What to work on => Each line from the beginning of the data below through the line containing "const INCIDENT_COLUMNS: &str" should be repeated exactly, please.

═══ Record set ═══

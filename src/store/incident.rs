use crate::error::{AppError, AppResult};
use crate::model::incident::{Incident, IncidentRow, IncidentState, NewIncident};
use chrono::{NaiveDate, NaiveDateTime, NaiveTime};
use sqlx::{MySql, MySqlConnection, QueryBuilder};

const INCIDENT_COLUMNS: &str = r#"
    SELECT i.id, i.kind, i.state, i.user_id, i.creator_id, i.manager_id, i.clock_entry_id,
           i.date, i.start_time, i.end_time, i.requested_at, i.state_changed_at,
           i.resolved_at, i.request_reason, i.reject_reason, i.error,
           c.start_time AS entry_start,
           c.end_time AS entry_end
    FROM incidents i
    LEFT JOIN clock_entries c ON c.id = i.clock_entry_id
    WHERE 1=1
"#;

/// Which incidents a caller may list.
#[derive(Debug, Clone, Copy, PartialEq, Eq)]
pub enum IncidentScope {
    /// everything, optionally only those created by one user
    All { creator: Option<u64> },
    /// supervisor: incidents filed on behalf of someone else, plus their own
    OnBehalf { supervisor: u64 },
    CreatedBy(u64),
}

#[derive(Debug, Clone, Default)]
pub struct IncidentQuery {
    pub from: Option<NaiveDate>,
    pub to: Option<NaiveDate>,
    pub states: Vec<IncidentState>,
}

async fn fetch(
    conn: &mut MySqlConnection,
    mut qb: QueryBuilder<'_, MySql>,
) -> AppResult<Vec<Incident>> {
    let rows = qb
        .build_query_as::<IncidentRow>()
        .fetch_all(&mut *conn)
        .await?;
    rows.into_iter()
        .map(|row| Incident::try_from(row).map_err(AppError::Internal))
        .collect()
}

pub async fn find(conn: &mut MySqlConnection, id: u64) -> AppResult<Option<Incident>> {
    let mut qb = QueryBuilder::new(INCIDENT_COLUMNS);
    qb.push(" AND i.id = ").push_bind(id);
    Ok(fetch(conn, qb).await?.into_iter().next())
}

pub async fn search(
    conn: &mut MySqlConnection,
    query: &IncidentQuery,
    scope: IncidentScope,
) -> AppResult<Vec<Incident>> {
    let mut qb = QueryBuilder::new(INCIDENT_COLUMNS);

    if !query.states.is_empty() {
        qb.push(" AND i.state IN (");
        let mut states = qb.separated(", ");
        for state in &query.states {
            states.push_bind(state.id());
        }
        states.push_unseparated(")");
    }
    if let Some(from) = query.from {
        qb.push(" AND i.requested_at >= ").push_bind(from);
    }
    if let Some(to) = query.to {
        qb.push(" AND i.requested_at < DATE_ADD(")
            .push_bind(to)
            .push(", INTERVAL 1 DAY)");
    }

    match scope {
        IncidentScope::All { creator: Some(creator) } => {
            qb.push(" AND i.creator_id = ").push_bind(creator);
        }
        IncidentScope::All { creator: None } => {}
        IncidentScope::OnBehalf { supervisor } => {
            qb.push(" AND (i.creator_id <> i.user_id OR i.creator_id = ")
                .push_bind(supervisor)
                .push(")");
        }
        IncidentScope::CreatedBy(user) => {
            qb.push(" AND i.creator_id = ").push_bind(user);
        }
    }

    qb.push(" ORDER BY i.requested_at, i.state, i.date");
    fetch(conn, qb).await
}

pub async fn insert(
    conn: &mut MySqlConnection,
    req: &NewIncident,
    creator: u64,
    now: NaiveDateTime,
) -> Result<u64, sqlx::Error> {
    let result = sqlx::query(
        r#"
        INSERT INTO incidents
            (kind, state, user_id, creator_id, clock_entry_id, date,
             start_time, end_time, requested_at, request_reason)
        VALUES (?, ?, ?, ?, ?, ?, ?, ?, ?, ?)
        "#,
    )
    .bind(u8::from(req.kind))
    .bind(IncidentState::Requested.id())
    .bind(req.user_id)
    .bind(creator)
    .bind(req.clock_entry_id)
    .bind(req.date)
    .bind(req.start_time)
    .bind(req.end_time)
    .bind(now)
    .bind(req.reason.as_deref())
    .execute(&mut *conn)
    .await?;
    Ok(result.last_insert_id())
}

/// New request values when sending an incident back.
#[derive(Debug, Clone)]
pub struct Resubmission<'a> {
    pub from: IncidentState,
    pub start_time: Option<NaiveTime>,
    pub end_time: Option<NaiveTime>,
    pub reason: Option<&'a str>,
    pub creator: u64,
    pub now: NaiveDateTime,
}

pub async fn resubmit(
    conn: &mut MySqlConnection,
    id: u64,
    change: &Resubmission<'_>,
) -> Result<u64, sqlx::Error> {
    let result = sqlx::query(
        r#"
        UPDATE incidents
        SET state = ?, start_time = ?, end_time = ?, request_reason = ?,
            requested_at = ?, creator_id = ?,
            reject_reason = NULL, state_changed_at = NULL, error = NULL,
            manager_id = NULL, resolved_at = NULL
        WHERE id = ? AND state = ?
        "#,
    )
    .bind(IncidentState::Requested.id())
    .bind(change.start_time)
    .bind(change.end_time)
    .bind(change.reason)
    .bind(change.now)
    .bind(change.creator)
    .bind(id)
    .bind(change.from.id())
    .execute(&mut *conn)
    .await?;
    Ok(result.rows_affected())
}

pub async fn reject(
    conn: &mut MySqlConnection,
    id: u64,
    manager: u64,
    reason: Option<&str>,
    now: NaiveDateTime,
) -> Result<u64, sqlx::Error> {
    let result = sqlx::query(
        r#"
        UPDATE incidents
        SET state = ?, manager_id = ?, state_changed_at = ?, reject_reason = ?
        WHERE id = ? AND state = ?
        "#,
    )
    .bind(IncidentState::Rejected.id())
    .bind(manager)
    .bind(now)
    .bind(reason)
    .bind(id)
    .bind(IncidentState::Requested.id())
    .execute(&mut *conn)
    .await?;
    Ok(result.rows_affected())
}

/// Claims the incident for resolution; 0 rows means someone else got it.
pub async fn mark_resolved(
    conn: &mut MySqlConnection,
    id: u64,
    manager: u64,
    now: NaiveDateTime,
) -> Result<u64, sqlx::Error> {
    let sources = IncidentState::sources(IncidentState::Resolve);
    let mut qb = QueryBuilder::<MySql>::new("UPDATE incidents SET state = ");
    qb.push_bind(IncidentState::Resolved.id())
        .push(", manager_id = ")
        .push_bind(manager)
        .push(", resolved_at = ")
        .push_bind(now)
        .push(", state_changed_at = ")
        .push_bind(now)
        .push(", error = NULL WHERE id = ")
        .push_bind(id)
        .push(" AND state IN (");
    let mut states = qb.separated(", ");
    for state in sources {
        states.push_bind(state.id());
    }
    states.push_unseparated(")");

    let result = qb.build().execute(&mut *conn).await?;
    Ok(result.rows_affected())
}

/// Moves a claimed incident to `Conflict` or `ResolveError`.
pub async fn mark_failed(
    conn: &mut MySqlConnection,
    id: u64,
    state: IncidentState,
    error: &str,
    now: NaiveDateTime,
) -> Result<u64, sqlx::Error> {
    let result = sqlx::query(
        r#"
        UPDATE incidents
        SET state = ?, error = ?, state_changed_at = ?,
            manager_id = NULL, resolved_at = NULL
        WHERE id = ?
        "#,
    )
    .bind(state.id())
    .bind(error)
    .bind(now)
    .bind(id)
    .execute(&mut *conn)
    .await?;
    Ok(result.rows_affected())
}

═══

The answer =>
filename src/store/incident.rs
use crate::error::{AppError, AppResult};
use crate::model::incident::{Incident, IncidentRow, IncidentState, NewIncident};
use chrono::{NaiveDate, NaiveDateTime, NaiveTime};
use sqlx::{MySql, MySqlConnection, QueryBuilder};

const INCIDENT_COLUMNS: &str = r#"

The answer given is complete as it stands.